(Saved entries)
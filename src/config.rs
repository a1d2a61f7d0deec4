use anyhow::{Context, Result};
use serde::{Deserialize, Serialize};
use std::path::Path;

use crate::builds::BuildFilter;

/// Configuration file structure for BuildLens.
///
/// Allows users to save common feed settings and reuse them across runs.
/// Configuration files are loaded from the current directory or specified path.
#[derive(Debug, Clone, Default, Serialize, Deserialize)]
#[serde(rename_all = "kebab-case")]
pub struct Config {
    /// Builds API settings
    #[serde(default)]
    pub api: ApiConfig,

    /// GitHub enrichment settings
    #[serde(default)]
    pub github: GitHubConfig,

    /// Output format preferences
    #[serde(default)]
    pub output: OutputConfig,
}

#[derive(Debug, Clone, Serialize, Deserialize)]
#[serde(rename_all = "kebab-case")]
pub struct ApiConfig {
    /// Builds API root
    #[serde(default = "default_api_base_url")]
    pub base_url: String,

    /// Bearer token for the builds API
    pub token: Option<String>,

    /// Number of builds requested per page
    #[serde(default = "default_page_size")]
    pub page_size: usize,

    /// Which builds to list
    #[serde(default)]
    pub filter: BuildFilter,

    /// User whose builds are listed
    #[serde(default = "default_user_id")]
    pub user_id: u64,
}

#[derive(Debug, Clone, Serialize, Deserialize)]
#[serde(rename_all = "kebab-case")]
pub struct GitHubConfig {
    /// GitHub API base URL
    #[serde(default = "default_github_base_url")]
    pub base_url: String,

    /// GitHub personal access token
    pub token: Option<String>,

    /// Look up missing avatars and display names
    #[serde(default = "default_enrich")]
    pub enrich: bool,
}

#[derive(Debug, Clone, Default, Serialize, Deserialize)]
#[serde(rename_all = "kebab-case")]
pub struct OutputConfig {
    /// Default output format
    #[serde(default)]
    pub format: OutputFormat,

    /// Pretty-print JSON output
    #[serde(default)]
    pub pretty: bool,
}

#[derive(Debug, Clone, Copy, PartialEq, Eq, Serialize, Deserialize, Default, clap::ValueEnum)]
#[serde(rename_all = "lowercase")]
pub enum OutputFormat {
    #[default]
    Summary,
    Json,
}

impl Default for ApiConfig {
    fn default() -> Self {
        Self {
            base_url: default_api_base_url(),
            token: None,
            page_size: default_page_size(),
            filter: BuildFilter::default(),
            user_id: default_user_id(),
        }
    }
}

impl Default for GitHubConfig {
    fn default() -> Self {
        Self {
            base_url: default_github_base_url(),
            token: None,
            enrich: default_enrich(),
        }
    }
}

fn default_api_base_url() -> String {
    "http://localhost:6500/api".to_string()
}

fn default_github_base_url() -> String {
    "https://api.github.com".to_string()
}

fn default_page_size() -> usize {
    5
}

fn default_user_id() -> u64 {
    1
}

fn default_enrich() -> bool {
    true
}

impl Config {
    /// Load configuration from a file.
    ///
    /// Searches for configuration files in this order:
    /// 1. Specified path
    /// 2. ./buildlens.toml
    /// 3. ./buildlens.json
    /// 4. ./buildlens.yaml
    /// 5. ./buildlens.yml
    ///
    /// Returns default configuration if no file is found.
    pub fn load(path: Option<&Path>) -> Result<Self> {
        if let Some(path) = path {
            return Self::load_from_path(path);
        }

        let candidates = ["buildlens.toml", "buildlens.json", "buildlens.yaml", "buildlens.yml"];

        for candidate in &candidates {
            let path = Path::new(candidate);
            if path.exists() {
                return Self::load_from_path(path);
            }
        }

        Ok(Self::default())
    }

    /// Load configuration from a specific file path.
    fn load_from_path(path: &Path) -> Result<Self> {
        let contents = std::fs::read_to_string(path)
            .with_context(|| format!("Failed to read config file: {}", path.display()))?;

        let extension = path.extension().and_then(|ext| ext.to_str()).unwrap_or("");

        match extension {
            "toml" => toml::from_str(&contents)
                .with_context(|| format!("Failed to parse TOML config: {}", path.display())),
            "json" => serde_json::from_str(&contents)
                .with_context(|| format!("Failed to parse JSON config: {}", path.display())),
            "yaml" | "yml" => serde_yaml::from_str(&contents)
                .with_context(|| format!("Failed to parse YAML config: {}", path.display())),
            _ => toml::from_str(&contents)
                .or_else(|_| serde_json::from_str(&contents))
                .or_else(|_| serde_yaml::from_str(&contents))
                .with_context(|| format!("Failed to parse config file: {}", path.display())),
        }
    }

    /// Save configuration to a file.
    pub fn save(&self, path: &Path) -> Result<()> {
        let contents = match path.extension().and_then(|ext| ext.to_str()) {
            Some("json") => serde_json::to_string_pretty(self)?,
            Some("yaml") | Some("yml") => serde_yaml::to_string(self)?,
            _ => toml::to_string_pretty(self)?,
        };

        std::fs::write(path, contents)
            .with_context(|| format!("Failed to write config file: {}", path.display()))?;

        Ok(())
    }
}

__Directions__
The lines holding the word "display" are the answer. Pull them out of the records and copy them.

__Task output__
    /// Look up missing avatars and display names
            .with_context(|| format!("Failed to read config file: {}", path.display()))?;
                .with_context(|| format!("Failed to parse TOML config: {}", path.display())),
                .with_context(|| format!("Failed to parse JSON config: {}", path.display())),
                .with_context(|| format!("Failed to parse YAML config: {}", path.display())),
                .with_context(|| format!("Failed to parse config file: {}", path.display())),
            .with_context(|| format!("Failed to write config file: {}", path.display()))?;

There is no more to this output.